◆ What is required ◆
Each line of the material that mentions the word "enumerate" is to be copied.

◆ Records shown ◆

###

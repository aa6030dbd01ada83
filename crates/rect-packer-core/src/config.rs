use serde::{Deserialize, Serialize};

/// Packing configuration.
///
/// The placement heuristic itself has no knobs; these settings cover input limits,
/// post-pack verification and the optional parallel overlap scan.
#[derive(Debug, Clone, Serialize, Deserialize, PartialEq, Eq)]
pub struct PackerConfig {
    /// Largest accepted rectangle side in pixels. Larger inputs are rejected before packing.
    #[serde(default = "default_max_dimension")]
    pub max_dimension: u32,
    /// Re-check no-overlap and containment after packing and fail on violation.
    #[serde(default = "default_verify")]
    pub verify: bool,
    /// Scan placed rectangles in parallel when feature "parallel" is on.
    #[serde(default)]
    pub parallel: bool,
}

impl Default for PackerConfig {
    fn default() -> Self {
        Self {
            max_dimension: default_max_dimension(),
            verify: default_verify(),
            parallel: false,
        }
    }
}

impl PackerConfig {
    /// Validates the configuration parameters.
    pub fn validate(&self) -> crate::error::Result<()> {
        use crate::error::PackError;

        if self.max_dimension == 0 {
            return Err(PackError::InvalidConfig(
                "max_dimension must be at least 1".into(),
            ));
        }
        // Shelf keys are `w + h` and canvas edges are `x + w`; both must stay in u32.
        if self.max_dimension > MAX_DIMENSION_LIMIT {
            return Err(PackError::InvalidConfig(format!(
                "max_dimension ({}) exceeds limit {}",
                self.max_dimension, MAX_DIMENSION_LIMIT
            )));
        }
        Ok(())
    }

    /// Create a fluent builder for `PackerConfig`.
    pub fn builder() -> PackerConfigBuilder {
        PackerConfigBuilder::new()
    }
}

/// Upper bound accepted for `max_dimension`.
pub const MAX_DIMENSION_LIMIT: u32 = 1 << 24;

fn default_max_dimension() -> u32 {
    16384
}
fn default_verify() -> bool {
    true
}

/// Builder for `PackerConfig` for ergonomic construction.
#[derive(Debug, Default, Clone)]
pub struct PackerConfigBuilder {
    cfg: PackerConfig,
}

impl PackerConfigBuilder {
    pub fn new() -> Self {
        Self {
            cfg: PackerConfig::default(),
        }
    }
    pub fn max_dimension(mut self, v: u32) -> Self {
        self.cfg.max_dimension = v;
        self
    }
    pub fn verify(mut self, v: bool) -> Self {
        self.cfg.verify = v;
        self
    }
    pub fn parallel(mut self, v: bool) -> Self {
        self.cfg.parallel = v;
        self
    }
    pub fn build(self) -> PackerConfig {
        self.cfg
    }
}
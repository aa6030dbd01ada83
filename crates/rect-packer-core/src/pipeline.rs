use crate::config::PackerConfig;
use crate::error::{PackError, Result};
use crate::model::{Frame, Layout, PackResult, Rect, Size};
use crate::packer::{ShelfPlacer, estimate_bounds, placement_order};
use tracing::{debug, instrument};

/// Packs `sizes` with the default configuration.
pub fn pack(sizes: &[Size]) -> Result<PackResult> {
    pack_with_config(sizes, PackerConfig::default())
}

#[instrument(skip_all, fields(count = sizes.len()))]
/// Packs `sizes` into a single canvas and returns placements aligned with the input.
///
/// Notes:
/// - `sizes` is not reordered; rectangles are placed by descending `w + h`, ties in input order.
/// - An empty input yields a 0x0 canvas.
/// - With `cfg.verify`, the result is re-checked and a broken invariant is returned as
///   `PackError::InvariantViolation`.
pub fn pack_with_config(sizes: &[Size], cfg: PackerConfig) -> Result<PackResult> {
    cfg.validate()?;
    validate_sizes(sizes, cfg.max_dimension)?;

    if sizes.is_empty() {
        return Ok(PackResult::default());
    }

    let bounds = estimate_bounds(sizes);
    debug!(width = bounds.width, height = bounds.height, "estimated canvas");

    let order = placement_order(sizes);
    let mut placer = ShelfPlacer::with_capacity(bounds, cfg.parallel, sizes.len());
    let mut placements = vec![Rect::default(); sizes.len()];
    for &idx in &order {
        placements[idx] = placer.place(sizes[idx]);
    }

    let canvas = placer.canvas();
    let result = PackResult {
        placements,
        canvas_width: canvas.width,
        canvas_height: canvas.height,
    };
    debug!(
        width = result.canvas_width,
        height = result.canvas_height,
        "packed"
    );

    if cfg.verify {
        verify_packing(sizes, &result)?;
    }
    Ok(result)
}

/// Rejects zero-sized rectangles and sides above `max_dimension`.
pub fn validate_sizes(sizes: &[Size], max_dimension: u32) -> Result<()> {
    for (index, s) in sizes.iter().enumerate() {
        if s.w == 0 || s.h == 0 || s.w > max_dimension || s.h > max_dimension {
            return Err(PackError::InvalidDimension {
                index,
                width: s.w,
                height: s.h,
            });
        }
    }
    Ok(())
}

/// Checks a result against its input: sizes preserved, every rectangle inside the
/// canvas, no two rectangles overlapping, and the canvas at least as wide as the
/// widest input.
pub fn verify_packing(sizes: &[Size], result: &PackResult) -> Result<()> {
    let violation = |msg: String| -> Result<()> { Err(PackError::InvariantViolation(msg)) };

    if sizes.len() != result.placements.len() {
        return violation(format!(
            "{} placements for {} rectangles",
            result.placements.len(),
            sizes.len()
        ));
    }
    let (cw, ch) = (result.canvas_width, result.canvas_height);
    for (i, (s, r)) in sizes.iter().zip(&result.placements).enumerate() {
        if r.size() != *s {
            return violation(format!(
                "rectangle {i} placed as {}x{}, expected {}x{}",
                r.w, r.h, s.w, s.h
            ));
        }
        if !r.fits_canvas(cw, ch) {
            return violation(format!(
                "rectangle {i} at ({}, {}) size {}x{} exceeds canvas {cw}x{ch}",
                r.x, r.y, r.w, r.h
            ));
        }
        if s.w > cw {
            return violation(format!("canvas width {cw} below rectangle {i} width {}", s.w));
        }
    }
    for i in 0..result.placements.len() {
        for j in (i + 1)..result.placements.len() {
            let (a, b) = (&result.placements[i], &result.placements[j]);
            if a.overlaps(b) {
                return violation(format!("rectangles {i} {a:?} and {j} {b:?} overlap"));
            }
        }
    }
    Ok(())
}

// ---------------- Keyed API ----------------

/// Packs keyed sizes. Inputs are (key, width, height); frames come back in input order.
pub fn pack_layout<K: Into<String>>(
    inputs: Vec<(K, u32, u32)>,
    cfg: PackerConfig,
) -> Result<Layout<String>> {
    let (keys, sizes): (Vec<String>, Vec<Size>) = inputs
        .into_iter()
        .map(|(k, w, h)| (k.into(), Size::new(w, h)))
        .unzip();
    let result = pack_with_config(&sizes, cfg)?;
    let frames = keys
        .into_iter()
        .zip(result.placements)
        .map(|(key, frame)| Frame { key, frame })
        .collect();
    Ok(Layout {
        width: result.canvas_width,
        height: result.canvas_height,
        frames,
    })
}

###

◆ Your solution ◆
    for (index, s) in sizes.iter().enumerate() {
    for (i, (s, r)) in sizes.iter().zip(&result.placements).enumerate() {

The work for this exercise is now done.